(Start Over -- Don't Forget A & B)

Grants to Painters should:

Be income, as for a professional career.

As a grantor, I offer painters income commensurate with their level of talent, dedication, and the valuable gift they alone can offer to the world's culture.

Given the current absence of broad support for painting careers, artists find themselves in a precarious position with life choices.While painters can find an abundance of academic programs in fine art studio practice, once graduated few can afford further development as painters.

There is no correlation between talent and wealth at birth. In fact, the odds for great genius and wealthly birthright coming together in one individual are remote. Without independent wealth, aspiring artists go into debt to become professional through academic training programs. Then, unlike graduates from other qualifying programs, painters find themselves with only a slim chance at viable careers. In holding to their career path, dedicated artists must endure relegation to a suspect class of citizen, disrespected and marginalized for their failure to attain gainful income.

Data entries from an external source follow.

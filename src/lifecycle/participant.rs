//! # UI-side lifecycle participant.
//!
//! Serves the UI `lifecycle` channel the orchestrator calls during unload:
//!
//! ```text
//!   handleBeforeShutdown(reason)
//!     ─► on_before_shutdown (listeners veto / veto_later)
//!     ─► handle_vetos ── error ─► on_before_shutdown_error
//!          ├─ true  ─► on_shutdown_veto, reply true
//!          └─ false ─► shutdown_reason = reason, reply false
//!
//!   handleWillShutdown(reason)
//!     ─► on_will_shutdown (listeners join)
//!     ─► join_all ─► on_did_shutdown, reply
//! ```
//!
//! Both steps warn (without failing) when sources are still pending after
//! the configured threshold. The participant also proxies `quit`,
//! `relaunch` and `kill` to the privileged side.

use std::sync::{Arc, Weak};

use async_trait::async_trait;
use parking_lot::Mutex;
use serde_json::Value;

use crate::base::{DisposableTimeout, Emitter, Event};
use crate::config::LifecycleConfig;
use crate::error::{ChannelError, LifecycleError};
use crate::ipc::{Channel, ConnectionId, IpcClient, ServerChannel};
use crate::lifecycle::command::{LIFECYCLE_CHANNEL, LifecycleCommand};
use crate::lifecycle::main::RelaunchOptions;
use crate::lifecycle::phase::{LifecyclePhase, PhaseGate};
use crate::lifecycle::veto::{
    BeforeShutdownEvent, PendingIds, UnloadReason, VetoErrorHandler, WillShutdownEvent, handle_vetos, join_all,
};

/// A veto source failed while deciding.
#[derive(Debug, Clone, PartialEq, Eq)]
pub struct BeforeShutdownError {
    /// Unload reason being decided.
    pub reason: UnloadReason,
    /// Id the failing source registered under.
    pub id: String,
    /// Error chain, rendered.
    pub message: String,
}

/// Lifecycle participant for one UI process.
pub struct LifecycleParticipant {
    remote: Channel,
    config: LifecycleConfig,
    phase: PhaseGate,
    shutdown_reason: Mutex<Option<UnloadReason>>,
    on_before_shutdown: Emitter<BeforeShutdownEvent>,
    on_before_shutdown_error: Emitter<BeforeShutdownError>,
    on_shutdown_veto: Emitter<()>,
    on_will_shutdown: Emitter<WillShutdownEvent<UnloadReason>>,
    on_did_shutdown: Emitter<()>,
}

impl LifecycleParticipant {
    /// Serves the UI `lifecycle` channel on `client`.
    pub fn new(client: &IpcClient, config: LifecycleConfig) -> Arc<Self> {
        let participant = Arc::new(Self {
            remote: client.get_channel(LIFECYCLE_CHANNEL),
            config,
            phase: PhaseGate::new(),
            shutdown_reason: Mutex::new(None),
            on_before_shutdown: Emitter::new(),
            on_before_shutdown_error: Emitter::new(),
            on_shutdown_veto: Emitter::new(),
            on_will_shutdown: Emitter::new(),
            on_did_shutdown: Emitter::new(),
        });
        client.register_channel(
            LIFECYCLE_CHANNEL,
            Arc::new(ParticipantChannel {
                participant: Arc::downgrade(&participant),
            }),
        );
        participant
    }

    /// Collects vetoes for an unload; `true` = vetoed.
    pub async fn handle_before_shutdown(self: &Arc<Self>, reason: UnloadReason) -> bool {
        let event = BeforeShutdownEvent::new(reason);
        self.on_before_shutdown.emit(&event);
        let vetos = event.take_vetos();

        let pending = PendingIds::default();
        let warning = self.config.before_shutdown_warning().map(|delay| {
            let pending = pending.clone();
            DisposableTimeout::new(delay, move || {
                tracing::warn!(
                    target: "splithost::lifecycle",
                    pending = ?pending.snapshot(),
                    "before-shutdown is taking a while"
                );
            })
        });

        let weak = Arc::downgrade(self);
        let on_error: VetoErrorHandler = Arc::new(move |id: &str, err: &anyhow::Error| {
            if let Some(participant) = weak.upgrade() {
                participant.on_before_shutdown_error.emit(&BeforeShutdownError {
                    reason,
                    id: id.to_string(),
                    message: format!("{err:#}"),
                });
            }
        });

        let veto = handle_vetos(vetos, pending, on_error).await;
        if let Some(warning) = warning {
            warning.dispose();
        }

        if veto {
            tracing::info!(target: "splithost::lifecycle", ?reason, "shutdown vetoed");
            self.on_shutdown_veto.emit(&());
        } else {
            *self.shutdown_reason.lock() = Some(reason);
        }
        veto
    }

    /// Runs will-shutdown joiners, then fires `on_did_shutdown`.
    pub async fn handle_will_shutdown(&self, reason: UnloadReason) {
        let event = WillShutdownEvent::new(reason);
        self.on_will_shutdown.emit(&event);
        let joiners = event.take_joiners();

        let pending = PendingIds::default();
        let warning = self.config.will_shutdown_warning().map(|delay| {
            let pending = pending.clone();
            DisposableTimeout::new(delay, move || {
                tracing::warn!(
                    target: "splithost::lifecycle",
                    pending = ?pending.snapshot(),
                    "will-shutdown is taking a while"
                );
            })
        });

        join_all(joiners, pending).await;
        if let Some(warning) = warning {
            warning.dispose();
        }

        tracing::debug!(target: "splithost::lifecycle", ?reason, "did-shutdown");
        self.on_did_shutdown.emit(&());
    }

    /// Asks the privileged side to quit; resolves the veto.
    pub async fn quit(&self) -> Result<bool, LifecycleError> {
        Ok(self.remote.call_as(LifecycleCommand::Quit.as_str(), ()).await?)
    }

    /// Asks the privileged side to relaunch; resolves the veto.
    pub async fn relaunch(&self, options: RelaunchOptions) -> Result<bool, LifecycleError> {
        Ok(self.remote.call_as(LifecycleCommand::Relaunch.as_str(), options).await?)
    }

    /// Asks the privileged side to exit with `code`.
    pub async fn kill(&self, code: i32) -> Result<(), LifecycleError> {
        self.remote.call(LifecycleCommand::Kill.as_str(), code).await?;
        Ok(())
    }

    /// Reason of the last unload that was not vetoed.
    pub fn shutdown_reason(&self) -> Option<UnloadReason> {
        *self.shutdown_reason.lock()
    }

    /// Phase in effect.
    pub fn phase(&self) -> LifecyclePhase {
        self.phase.phase()
    }

    /// Advances the phase; going backwards fails.
    pub fn set_phase(&self, phase: LifecyclePhase) -> Result<(), LifecycleError> {
        self.phase.set(phase)
    }

    /// Resolves once the phase is at or past `phase`.
    pub async fn when(&self, phase: LifecyclePhase) {
        self.phase.when(phase).await;
    }

    /// Fired on unload; listeners may veto.
    pub fn on_before_shutdown(&self) -> Event<BeforeShutdownEvent> {
        self.on_before_shutdown.event()
    }

    /// Fired when a veto source fails.
    pub fn on_before_shutdown_error(&self) -> Event<BeforeShutdownError> {
        self.on_before_shutdown_error.event()
    }

    /// Fired when an unload got vetoed.
    pub fn on_shutdown_veto(&self) -> Event<()> {
        self.on_shutdown_veto.event()
    }

    /// Fired when unload is certain; listeners may join.
    pub fn on_will_shutdown(&self) -> Event<WillShutdownEvent<UnloadReason>> {
        self.on_will_shutdown.event()
    }

    /// Fired after every joiner settled.
    pub fn on_did_shutdown(&self) -> Event<()> {
        self.on_did_shutdown.event()
    }
}

struct ParticipantChannel {
    participant: Weak<LifecycleParticipant>,
}

#[async_trait]
impl ServerChannel for ParticipantChannel {
    async fn call(&self, ctx: ConnectionId, command: &str, arg: Value) -> Result<Value, ChannelError> {
        let participant = self.participant.upgrade().ok_or_else(|| ChannelError::UnknownChannel {
            channel: LIFECYCLE_CHANNEL.to_string(),
        })?;
        tracing::debug!(target: "splithost::lifecycle", %ctx, command, "lifecycle request");

        match command.parse::<LifecycleCommand>()? {
            LifecycleCommand::HandleBeforeShutdown => {
                let reason: UnloadReason = serde_json::from_value(arg)?;
                Ok(Value::Bool(participant.handle_before_shutdown(reason).await))
            }
            LifecycleCommand::HandleWillShutdown => {
                let reason: UnloadReason = serde_json::from_value(arg)?;
                participant.handle_will_shutdown(reason).await;
                Ok(Value::Null)
            }
            other => Err(ChannelError::unknown_command(LIFECYCLE_CHANNEL, other.as_str())),
        }
    }

    fn listen(&self, _ctx: ConnectionId, event: &str, _arg: Value) -> Result<Event<Value>, ChannelError> {
        Err(ChannelError::unknown_event(LIFECYCLE_CHANNEL, event))
    }
}
mod common;

use std::sync::Arc;
use std::sync::atomic::{AtomicUsize, Ordering};
use std::time::Duration;

use async_trait::async_trait;
use parking_lot::Mutex;
use serde_json::{Value, json};
use splithost::update::{UPDATE_CHANNEL, UpdateEventKind};
use splithost::{
    ChannelError, ConnectionId, Emitter, Event, IpcConfig, IpcServer, ServerChannel, UpdateChannel, UpdateClient,
    UpdateEvent, UpdateInfo, UpdateService,
};

use common::{connect, init_tracing};

/// `sleep(ms)` echoes after a delay; `hang` never answers; `tick` streams values.
#[derive(Default)]
struct Clock {
    ticks: Emitter<Value>,
}

#[async_trait]
impl ServerChannel for Clock {
    async fn call(&self, ctx: ConnectionId, command: &str, arg: Value) -> Result<Value, ChannelError> {
        match command {
            "sleep" => {
                let ms = arg.as_u64().unwrap_or(0);
                tokio::time::sleep(Duration::from_millis(ms)).await;
                Ok(json!({ "ctx": ctx.0, "slept": ms }))
            }
            "hang" => futures::future::pending().await,
            other => Err(ChannelError::UnknownCommand {
                channel: "clock".into(),
                command: other.into(),
            }),
        }
    }

    fn listen(&self, _ctx: ConnectionId, event: &str, _arg: Value) -> Result<Event<Value>, ChannelError> {
        match event {
            "tick" => Ok(self.ticks.event()),
            other => Err(ChannelError::UnknownEvent {
                channel: "clock".into(),
                event: other.into(),
            }),
        }
    }
}

struct WhoAmI(u64);

#[async_trait]
impl ServerChannel for WhoAmI {
    async fn call(&self, _ctx: ConnectionId, _command: &str, _arg: Value) -> Result<Value, ChannelError> {
        Ok(json!(self.0))
    }

    fn listen(&self, _ctx: ConnectionId, _event: &str, _arg: Value) -> Result<Event<Value>, ChannelError> {
        Ok(Event::none())
    }
}

async fn until(mut cond: impl FnMut() -> bool) {
    tokio::time::timeout(Duration::from_secs(5), async {
        while !cond() {
            tokio::time::sleep(Duration::from_millis(2)).await;
        }
    })
    .await
    .expect("condition not reached in time");
}

fn server_with_clock() -> (IpcServer, Arc<Clock>) {
    init_tracing();
    let server = IpcServer::new(IpcConfig::default());
    let clock = Arc::new(Clock::default());
    server.register_channel("clock", clock.clone());
    (server, clock)
}

#[tokio::test]
async fn concurrent_calls_complete_out_of_order() {
    let (server, _) = server_with_clock();
    let client = connect(&server, 1).await;
    let clock = client.get_channel("clock");

    let slow = {
        let clock = clock.clone();
        tokio::spawn(async move { clock.call("sleep", 300).await })
    };
    let fast = clock.call("sleep", 5).await.unwrap();
    assert_eq!(fast, json!({ "ctx": 1, "slept": 5 }));
    assert!(!slow.is_finished());

    assert_eq!(slow.await.unwrap().unwrap(), json!({ "ctx": 1, "slept": 300 }));
}

#[tokio::test]
async fn unknown_command_and_event_are_reported() {
    let (server, _) = server_with_clock();
    let client = connect(&server, 1).await;
    let clock = client.get_channel("clock");

    let err = clock.call("explode", ()).await.unwrap_err();
    assert!(matches!(err, ChannelError::Remote { ref message } if message.contains("unknown command")));

    let seen = Arc::new(Mutex::new(Vec::new()));
    let s = Arc::clone(&seen);
    let _sub = clock.listen("melt", Value::Null).subscribe(move |item| s.lock().push(item.clone()));
    until(|| !seen.lock().is_empty()).await;
    assert!(matches!(&seen.lock()[0], Err(ChannelError::Remote { message }) if message.contains("unknown event")));
}

#[tokio::test]
async fn listen_opens_and_closes_the_remote_stream() {
    let (server, clock_impl) = server_with_clock();
    let client = connect(&server, 1).await;
    let ticks = client.get_channel("clock").listen("tick", Value::Null);
    assert!(!clock_impl.ticks.has_listeners());

    let seen = Arc::new(Mutex::new(Vec::new()));
    let s = Arc::clone(&seen);
    let sub = ticks.subscribe(move |item| s.lock().push(item.clone()));
    until(|| clock_impl.ticks.has_listeners()).await;

    clock_impl.ticks.emit(&json!(1));
    clock_impl.ticks.emit(&json!(2));
    until(|| seen.lock().len() == 2).await;
    assert_eq!(*seen.lock(), vec![Ok(json!(1)), Ok(json!(2))]);

    sub.dispose();
    until(|| !clock_impl.ticks.has_listeners()).await;
}

#[tokio::test]
async fn disconnect_rejects_calls_and_ends_streams() {
    let (server, clock_impl) = server_with_clock();
    let removed = Arc::new(AtomicUsize::new(0));
    let r = Arc::clone(&removed);
    let _watch = server.on_did_remove_connection().subscribe(move |_| {
        r.fetch_add(1, Ordering::SeqCst);
    });

    let client = connect(&server, 3).await;
    let clock = client.get_channel("clock");

    let seen = Arc::new(Mutex::new(Vec::new()));
    let s = Arc::clone(&seen);
    let _sub = clock.listen("tick", Value::Null).subscribe(move |item| s.lock().push(item.clone()));
    until(|| clock_impl.ticks.has_listeners()).await;

    let stuck = {
        let clock = clock.clone();
        tokio::spawn(async move { clock.call("hang", ()).await })
    };
    tokio::time::sleep(Duration::from_millis(20)).await;

    client.disconnect();
    assert_eq!(stuck.await.unwrap(), Err(ChannelError::Disconnected));
    assert_eq!(*seen.lock(), vec![Err(ChannelError::Disconnected)]);
    assert!(!client.is_connected());
    assert_eq!(clock.call("sleep", 1).await, Err(ChannelError::Disconnected));

    until(|| removed.load(Ordering::SeqCst) == 1).await;
    until(|| !clock_impl.ticks.has_listeners()).await;
    assert!(server.connections().is_empty());
}

#[tokio::test]
async fn reconnect_retires_the_previous_state_once() {
    let (server, _) = server_with_clock();
    let removed = Arc::new(AtomicUsize::new(0));
    let r = Arc::clone(&removed);
    let _watch = server.on_did_remove_connection().subscribe(move |_| {
        r.fetch_add(1, Ordering::SeqCst);
    });

    let first = connect(&server, 7).await;
    first.register_channel("who", Arc::new(WhoAmI(1)));
    let second = connect(&server, 7).await;
    second.register_channel("who", Arc::new(WhoAmI(2)));

    assert_eq!(removed.load(Ordering::SeqCst), 1);
    assert_eq!(server.connections(), vec![ConnectionId(7)]);

    let who = server.get_channel("who", |ctx| ctx == ConnectionId(7));
    assert_eq!(who.call("", ()).await.unwrap(), json!(2));

    // The superseded transport going away must not retire the live one.
    first.disconnect();
    tokio::time::sleep(Duration::from_millis(50)).await;
    assert_eq!(removed.load(Ordering::SeqCst), 1);
    assert_eq!(who.call("", ()).await.unwrap(), json!(2));
}

#[tokio::test]
async fn unbound_listen_streams_until_disconnect() {
    let (server, clock_impl) = server_with_clock();
    let client = connect(&server, 4).await;

    let seen = Arc::new(Mutex::new(Vec::new()));
    let s = Arc::clone(&seen);
    let sub = client
        .get_channel("clock")
        .listen("tick", Value::Null)
        .subscribe(move |item| s.lock().push(item.clone()));
    until(|| clock_impl.ticks.has_listeners()).await;

    clock_impl.ticks.emit(&json!(1));
    until(|| !seen.lock().is_empty()).await;
    assert!(!sub.is_disposed());

    client.disconnect();
    assert_eq!(*seen.lock(), vec![Ok(json!(1)), Err(ChannelError::Disconnected)]);
    until(|| !clock_impl.ticks.has_listeners()).await;
}

#[tokio::test]
async fn reconnect_removes_the_old_state_before_adding_the_new() {
    let (server, _) = server_with_clock();
    let order = Arc::new(Mutex::new(Vec::new()));
    let o = Arc::clone(&order);
    let _added = server
        .on_did_add_connection()
        .subscribe(move |ctx| o.lock().push(("add", *ctx)));
    let o = Arc::clone(&order);
    let _removed = server
        .on_did_remove_connection()
        .subscribe(move |ctx| o.lock().push(("remove", *ctx)));

    let _first = connect(&server, 7).await;
    let _second = connect(&server, 7).await;

    assert_eq!(
        *order.lock(),
        vec![
            ("add", ConnectionId(7)),
            ("remove", ConnectionId(7)),
            ("add", ConnectionId(7))
        ]
    );
}

#[tokio::test]
async fn routed_channel_follows_the_filter() {
    init_tracing();
    let server = IpcServer::default();
    let one = connect(&server, 1).await;
    let two = connect(&server, 2).await;
    one.register_channel("who", Arc::new(WhoAmI(1)));
    two.register_channel("who", Arc::new(WhoAmI(2)));

    let second = server.get_channel("who", |ctx| ctx == ConnectionId(2));
    assert_eq!(second.call("", ()).await.unwrap(), json!(2));

    let any = server.get_channel("who", |_| true);
    assert_eq!(any.call("", ()).await.unwrap(), json!(1));

    let nobody = server.get_channel("who", |ctx| ctx.0 > 10);
    assert_eq!(
        nobody.call("", ()).await,
        Err(ChannelError::NoConnection {
            channel: "who".into()
        })
    );
    assert!(nobody.listen("x", Value::Null).is_err());
}

struct FakeUpdates {
    events: Emitter<UpdateEvent>,
}

#[async_trait]
impl UpdateService for FakeUpdates {
    async fn check_for_updates(&self) -> anyhow::Result<Option<UpdateInfo>> {
        Ok(Some(UpdateInfo {
            version: "2.0.0".into(),
            release_name: Some("Two".into()),
            ..UpdateInfo::default()
        }))
    }

    async fn check_for_updates_and_notify(&self) -> anyhow::Result<Option<UpdateInfo>> {
        anyhow::bail!("feed offline")
    }

    fn events(&self) -> Event<UpdateEvent> {
        self.events.event()
    }
}

#[tokio::test]
async fn update_channel_over_ipc() {
    init_tracing();
    let server = IpcServer::default();
    let service = Arc::new(FakeUpdates { events: Emitter::new() });
    server.register_channel(UPDATE_CHANNEL, Arc::new(UpdateChannel::new(Arc::clone(&service))));

    let client = connect(&server, 1).await;
    let updates = UpdateClient::new(client.get_channel(UPDATE_CHANNEL));

    let info = updates.check_for_updates().await.unwrap().unwrap();
    assert_eq!(info.version, "2.0.0");
    assert_eq!(info.release_name.as_deref(), Some("Two"));

    let err = updates.check_for_updates_and_notify().await.unwrap_err();
    assert!(matches!(err, ChannelError::Remote { ref message } if message.contains("feed offline")));

    let seen = Arc::new(Mutex::new(Vec::new()));
    let s = Arc::clone(&seen);
    let _sub = updates
        .on(UpdateEventKind::UpdateDownloaded)
        .subscribe(move |item| s.lock().push(item.clone()));
    until(|| service.events.has_listeners()).await;

    service.events.emit(&UpdateEvent::CheckingForUpdate);
    service.events.emit(&UpdateEvent::UpdateDownloaded(info.clone()));
    until(|| !seen.lock().is_empty()).await;
    tokio::time::sleep(Duration::from_millis(20)).await;
    assert_eq!(*seen.lock(), vec![Ok(UpdateEvent::UpdateDownloaded(info))]);
}
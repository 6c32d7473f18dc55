//! # Runtime configuration.
//!
//! [`IpcConfig`] bounds the wire protocol; [`LifecycleConfig`] sets the
//! shutdown warning thresholds, the `kill` deadlines and the platform rules
//! the orchestrator follows.
//!
//! # Example
//! ```
//! use std::time::Duration;
//! use splithost::{LifecycleConfig, Platform};
//!
//! let mut cfg = LifecycleConfig::default();
//! cfg.platform = Platform::MacOs;
//! cfg.kill_destroy_timeout = Duration::from_millis(500);
//!
//! assert!(cfg.platform.keeps_running_without_windows());
//! ```

use std::path::PathBuf;
use std::time::Duration;

/// Wire protocol limits.
#[derive(Clone, Debug)]
pub struct IpcConfig {
    /// Largest accepted payload, in bytes (0 = unlimited).
    pub max_frame_len: usize,
}

impl Default for IpcConfig {
    /// - `max_frame_len = 16 MiB`
    fn default() -> Self {
        Self {
            max_frame_len: 16 * 1024 * 1024,
        }
    }
}

impl IpcConfig {
    /// Returns the frame limit, or `None` if unlimited.
    #[inline]
    pub fn frame_limit(&self) -> Option<usize> {
        (self.max_frame_len > 0).then_some(self.max_frame_len)
    }
}

/// Host operating system family, as far as shutdown rules are concerned.
#[derive(Clone, Copy, Debug, PartialEq, Eq)]
pub enum Platform {
    /// Apps keep running with zero windows.
    MacOs,
    /// Relaunch restores the original working directory.
    Windows,
    /// Everything else.
    Linux,
}

impl Platform {
    /// Platform of the running process.
    pub fn current() -> Self {
        if cfg!(target_os = "macos") {
            Platform::MacOs
        } else if cfg!(windows) {
            Platform::Windows
        } else {
            Platform::Linux
        }
    }

    /// True if closing the last window must not end the app on its own.
    #[inline]
    pub fn keeps_running_without_windows(self) -> bool {
        matches!(self, Platform::MacOs)
    }
}

impl Default for Platform {
    fn default() -> Self {
        Self::current()
    }
}

/// Shutdown coordination settings.
#[derive(Clone, Debug)]
pub struct LifecycleConfig {
    /// Warn if before-shutdown vetoes are still pending after this long (0 = never).
    pub before_shutdown_warning: Duration,
    /// Warn if will-shutdown joiners are still pending after this long (0 = never).
    pub will_shutdown_warning: Duration,
    /// Deadline for the will-shutdown join step inside `kill`.
    pub kill_join_timeout: Duration,
    /// Deadline for destroying every UI target inside `kill`.
    pub kill_destroy_timeout: Duration,
    /// Platform rules to apply.
    pub platform: Platform,
    /// Working directory restored before a relaunch on Windows (`None` = leave as is).
    pub startup_dir: Option<PathBuf>,
}

impl Default for LifecycleConfig {
    /// - `before_shutdown_warning = 5s`
    /// - `will_shutdown_warning = 5s`
    /// - `kill_join_timeout = 1s`
    /// - `kill_destroy_timeout = 1s`
    /// - `platform = Platform::current()`
    /// - `startup_dir` = working directory at construction time
    fn default() -> Self {
        Self {
            before_shutdown_warning: Duration::from_secs(5),
            will_shutdown_warning: Duration::from_secs(5),
            kill_join_timeout: Duration::from_secs(1),
            kill_destroy_timeout: Duration::from_secs(1),
            platform: Platform::current(),
            startup_dir: std::env::current_dir().ok(),
        }
    }
}

impl LifecycleConfig {
    /// Returns the before-shutdown warning threshold, or `None` if disabled.
    #[inline]
    pub fn before_shutdown_warning(&self) -> Option<Duration> {
        (!self.before_shutdown_warning.is_zero()).then_some(self.before_shutdown_warning)
    }

    /// Returns the will-shutdown warning threshold, or `None` if disabled.
    #[inline]
    pub fn will_shutdown_warning(&self) -> Option<Duration> {
        (!self.will_shutdown_warning.is_zero()).then_some(self.will_shutdown_warning)
    }
}
//! Multiplexer-level envelope carried inside MESSAGE frames.
//!
//! Encoded as JSON with a `type` tag. Requests flow from a channel client to
//! the remote channel server; responses flow back.
//!
//! ```text
//!   client                         server
//!     │── request{id,channel,cmd} ──►│
//!     │◄──────── success{id,data} ───│  or error{id,message}
//!     │── subscribe{id,channel,ev} ─►│
//!     │◄──────── event{id,data} ─────│  (0..n times)
//!     │── unsubscribe{id} ──────────►│
//! ```

use bytes::Bytes;
use serde::{Deserialize, Serialize};
use serde_json::Value;

use crate::error::ChannelError;

/// One multiplexer message.
#[derive(Debug, Clone, PartialEq, Serialize, Deserialize)]
#[serde(tag = "type", rename_all = "camelCase")]
pub enum Message {
    /// Invoke `command` on `channel`.
    Request {
        id: u32,
        channel: String,
        command: String,
        #[serde(default)]
        arg: Value,
    },
    /// Start streaming `event` from `channel`.
    Subscribe {
        id: u32,
        channel: String,
        event: String,
        #[serde(default)]
        arg: Value,
    },
    /// Stop the stream started by `Subscribe { id }`.
    Unsubscribe { id: u32 },
    /// The serving side is ready to take requests.
    Initialize,
    /// Request `id` succeeded.
    Success {
        id: u32,
        #[serde(default)]
        data: Value,
    },
    /// Request `id` failed.
    Error { id: u32, message: String },
    /// One firing of the stream started by `Subscribe { id }`.
    Event {
        id: u32,
        #[serde(default)]
        data: Value,
    },
}

impl Message {
    /// True for messages handled by the serving half of a connection.
    pub fn is_request(&self) -> bool {
        matches!(
            self,
            Message::Request { .. } | Message::Subscribe { .. } | Message::Unsubscribe { .. }
        )
    }

    /// Encodes to a frame payload.
    pub fn encode(&self) -> Result<Bytes, ChannelError> {
        Ok(Bytes::from(serde_json::to_vec(self)?))
    }

    /// Decodes a frame payload.
    pub fn decode(payload: &[u8]) -> Result<Self, ChannelError> {
        Ok(serde_json::from_slice(payload)?)
    }
}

Artists fall victim to vain remedies for their situation. Some get jobs and paint on the side. But because high art forms require full
focused attention, they will not achieve artistic maturity. Other artists become dependent upon the caprice and charity of non-wealthy family members. These artists are forever troubled by looming resentment against their dependency, jeopardizing both their relationships and careers. Career artists who are dependent on family members exist as supplicant children, never knowing the status of normal adult autonomy. Circumstances like these prevent painters from viewing, with any kind of insider's context, the world they endeavor to reflect on.

Society agrees that the painter is an integral part of the culture's historical fabric. Painters today are following a high calling that deserves to be honored. Society has fallen short in its promise to these artists by offering expensive college degrees with no follow-up support pathways. The first thing that needs to be done is to gather up a number of promising painters (of all ages) and provide them with sufficient support to enable them to have dedicated, productive and long painting careers. Let these artists define the conditions that will enable them to excel in their discipline, and then enable them. From this pool of painters, a few will rise to levels of expressive genius that will astound us and
make us proud. Seeing gifted painters given the opportunity to fulfill their sense of destiny will open new avenues of hope for young aspiring artists, and will redeem with fresh meaning the value and place painting has in a contemporary world.

Agreed or not?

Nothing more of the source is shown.